I forced myself to my feet as the troll fell to her knees, clutching her throat. She looked at me, really looked into me, pleading. I could see the pain and fear in her huge green eyes. She opened her mouth, gasping something through the foaming blood. I couldn’t make out the words. Tears rolled down her pocked face as she tried over and over to say something. I think it was “mercy,” but I couldn’t be sure. After a minute her eyes rolled into the back of her head and she fell backward. The forest shook with her falling.
“Damn it,” I shouted, looking around to Katie, who was limping toward me.
“Hang on,” Katie called, pulling her pack and guitar from the underbrush. She fell to her knees at my side and pushed me onto my back. “Let me stop the bleeding,” she ordered.
I leaned back on one elbow and watched as she peeled the chain and cloth from the wound.

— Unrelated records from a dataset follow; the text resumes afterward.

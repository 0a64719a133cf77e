use ragchat_core::locale::Locale;
use ragchat_core::text::summarise;
use ragchat_core::traits::ChatResponder;
use ragchat_core::types::{ChatMessage, ContextPassage, Role};
use ragchat_core::Result;

pub const DEFAULT_SNIPPET_CHARS: usize = 320;

/// Summarises the retrieved passages without calling any model.
#[derive(Debug, Clone, Copy)]
pub struct LocalExtractiveResponder {
    locale: Locale,
    snippet_chars: usize,
}

impl LocalExtractiveResponder {
    pub fn new(locale: Locale) -> Self {
        Self { locale, snippet_chars: DEFAULT_SNIPPET_CHARS }
    }

    pub fn with_snippet_chars(mut self, chars: usize) -> Self {
        self.snippet_chars = chars.max(1);
        self
    }

    pub fn locale(&self) -> Locale { self.locale }

    fn render(&self, question: Option<&str>, context: &[ContextPassage]) -> String {
        if context.is_empty() {
            return self.locale.no_results().to_string();
        }
        let mut lines = vec![self.locale.intro().to_string()];
        for (i, passage) in context.iter().enumerate() {
            let label = if passage.label.is_empty() { passage.id.as_str() } else { passage.label.as_str() };
            lines.push(format!("{}. {}: {}", i + 1, label, summarise(&passage.text, self.snippet_chars)));
        }
        if let Some(q) = question.map(str::trim).filter(|q| !q.is_empty()) {
            lines.push(String::new());
            lines.push(format!("{}: {}", self.locale.question(), q));
        }
        lines.join("\n")
    }
}

impl ChatResponder for LocalExtractiveResponder {
    fn respond(&self, messages: &[ChatMessage], context: &[ContextPassage]) -> Result<String> {
        let question = messages.iter().rev().find(|m| m.role == Role::User).map(|m| m.content.as_str());
        Ok(self.render(question, context))
    }
}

I grunted as she pulled several links out of the rent flesh. “Fuck, that hurts,” I growled.
She looked around, picked up a small stick from the ground, and thrust it at me. “Bite down on this,” she said and pushed me onto my back.

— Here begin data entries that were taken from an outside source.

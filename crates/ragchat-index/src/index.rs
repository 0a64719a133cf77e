use serde::{Deserialize, Deserializer};
use std::collections::{BTreeMap, HashMap};
use std::path::Path;

use ragchat_core::error::{Error, Result};
use ragchat_core::types::{ChunkId, Meta};

use crate::tokenize::tokenize;

/// Sparse vector: `(dimension, weight)` pairs, ascending by dimension.
pub type SparseVector = Vec<(usize, f64)>;

#[derive(Debug, Clone)]
pub struct Chunk {
    pub id: ChunkId,
    pub text: String,
    pub metadata: Meta,
    pub vector: SparseVector,
    pub norm: f64,
}

#[derive(Debug, Clone)]
pub struct ScoredResult<'a> {
    pub chunk_id: &'a str,
    /// Cosine similarity rounded to 6 decimals.
    pub score: f64,
    pub chunk: &'a Chunk,
}

#[derive(Deserialize)]
struct RawIndex {
    #[serde(default)]
    vocabulary: Vec<String>,
    #[serde(default)]
    idf: Vec<f64>,
    #[serde(default)]
    chunks: Vec<RawChunk>,
}

#[derive(Deserialize)]
struct RawChunk {
    id: String,
    #[serde(default)]
    text: String,
    #[serde(default, deserialize_with = "object_or_empty")]
    metadata: Meta,
    #[serde(default)]
    vector: Vec<(usize, f64)>,
    #[serde(default)]
    norm: f64,
}

// Older indexer builds wrote `[]` for chunks without metadata.
fn object_or_empty<'de, D>(deserializer: D) -> std::result::Result<Meta, D::Error>
where
    D: Deserializer<'de>,
{
    match serde_json::Value::deserialize(deserializer)? {
        serde_json::Value::Object(map) => Ok(map),
        _ => Ok(Meta::new()),
    }
}

/// Read-only TF-IDF index produced by the offline indexer.
#[derive(Debug)]
pub struct SemanticIndex {
    vocabulary: Vec<String>,
    lookup: HashMap<String, usize>,
    idf: Vec<f64>,
    chunks: Vec<Chunk>,
}

impl SemanticIndex {
    pub fn load(path: &Path) -> Result<Self> {
        let json = std::fs::read_to_string(path)
            .map_err(|e| Error::parse(format!("Semantic index not readable: {}: {e}", path.display())))?;
        Self::from_json(&json)
            .map_err(|e| Error::parse(format!("{}: {e}", path.display())))
    }

    pub fn from_json(json: &str) -> Result<Self> {
        let raw: RawIndex = serde_json::from_str(json)
            .map_err(|e| Error::parse(format!("Invalid semantic index payload: {e}")))?;
        Self::from_raw(raw)
    }

    fn from_raw(raw: RawIndex) -> Result<Self> {
        let dims = raw.vocabulary.len();
        if raw.idf.len() != dims {
            return Err(Error::parse(format!(
                "idf has {} entries but the vocabulary has {dims}",
                raw.idf.len()
            )));
        }

        let mut chunks = Vec::with_capacity(raw.chunks.len());
        for c in raw.chunks {
            // Later duplicates of a dimension override earlier ones.
            let mut sorted = BTreeMap::new();
            for (dim, weight) in c.vector {
                if dim >= dims {
                    return Err(Error::parse(format!(
                        "chunk '{}' references dimension {dim} outside a vocabulary of {dims}",
                        c.id
                    )));
                }
                sorted.insert(dim, weight);
            }
            chunks.push(Chunk { id: c.id, text: c.text, metadata: c.metadata, vector: sorted.into_iter().collect(), norm: c.norm });
        }

        let lookup = raw.vocabulary.iter().enumerate().map(|(i, term)| (term.clone(), i)).collect();
        Ok(Self { vocabulary: raw.vocabulary, lookup, idf: raw.idf, chunks })
    }

    pub fn vocabulary(&self) -> &[String] { &self.vocabulary }

    pub fn chunks(&self) -> &[Chunk] { &self.chunks }

    pub fn len(&self) -> usize { self.chunks.len() }

    pub fn is_empty(&self) -> bool { self.chunks.is_empty() }

    /// All chunks with a positive similarity, best first.
    pub fn search(&self, query: &str) -> Vec<ScoredResult<'_>> {
        self.search_with(query, usize::MAX, 0.0)
    }

    /// Cosine-similarity ranking. Ties keep index order. A query sharing no
    /// term with the vocabulary yields an empty list.
    pub fn search_with(&self, query: &str, top_k: usize, min_score: f64) -> Vec<ScoredResult<'_>> {
        let q = self.vectorise(query);
        let q_norm = q.iter().map(|(_, w)| w * w).sum::<f64>().sqrt();
        if q.is_empty() || q_norm == 0.0 {
            return Vec::new();
        }

        let mut results: Vec<ScoredResult<'_>> = self
            .chunks
            .iter()
            .filter(|c| c.norm > 0.0)
            .filter_map(|c| {
                let d = dot(&c.vector, &q);
                if d <= 0.0 {
                    return None;
                }
                let score = round6(d / (c.norm * q_norm));
                (score > min_score).then_some(ScoredResult { chunk_id: &c.id, score, chunk: c })
            })
            .collect();

        results.sort_by(|a, b| b.score.partial_cmp(&a.score).unwrap_or(std::cmp::Ordering::Equal));
        results.truncate(top_k);
        results
    }

    /// TF (share of in-vocabulary tokens) times the index's IDF.
    fn vectorise(&self, text: &str) -> SparseVector {
        let mut counts: BTreeMap<usize, usize> = BTreeMap::new();
        for token in tokenize(text) {
            if let Some(&dim) = self.lookup.get(&token) {
                *counts.entry(dim).or_default() += 1;
            }
        }
        let total: usize = counts.values().sum();
        if total == 0 {
            return Vec::new();
        }
        counts
            .into_iter()
            .map(|(dim, n)| (dim, n as f64 / total as f64 * self.idf[dim]))
            .collect()
    }
}

fn dot(a: &[(usize, f64)], b: &[(usize, f64)]) -> f64 {
    let (mut i, mut j, mut sum) = (0, 0, 0.0);
    while i < a.len() && j < b.len() {
        match a[i].0.cmp(&b[j].0) {
            std::cmp::Ordering::Less => i += 1,
            std::cmp::Ordering::Greater => j += 1,
            std::cmp::Ordering::Equal => {
                sum += a[i].1 * b[j].1;
                i += 1;
                j += 1;
            }
        }
    }
    sum
}

fn round6(x: f64) -> f64 { (x * 1_000_000.0).round() / 1_000_000.0 }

I bit down onto the stick and tried not to make too much noise as she dressed the wound.
“Not too deep,” she assured me, pulling her first aid kit from her pack. She’d been training with our doctor friend Melanie for weeks—basic wound care and treatment. She used an irrigation syringe to clean the wound with distilled water. Then she had me hold it partially closed while she applied four wound closure strips.
“Gotta keep it open some,” she said, grimacing. “Can’t risk infection.”
She slathered the wound with antibiotic ointment and applied a sterile bandage over it. I held that down tight, applying pressure to help it stop bleeding while she tore off several lengths of muslin and duct tape to finish off the dressing.
“At least you didn’t wreck the runes,” she said, cupping my calf.
I had runes running down my left calf—Thurisaz, Dagaz, Kenaz, Gebo, Tiwaz—the same runes that ran down the length of the fuller on my sword, Gram. I inherited them when I became tuned in with the blade. Just popped up on my calf one day, pretty as you please. Damn funny thing about magic swords. They mark you in some ways. I just never figured it would be so literal.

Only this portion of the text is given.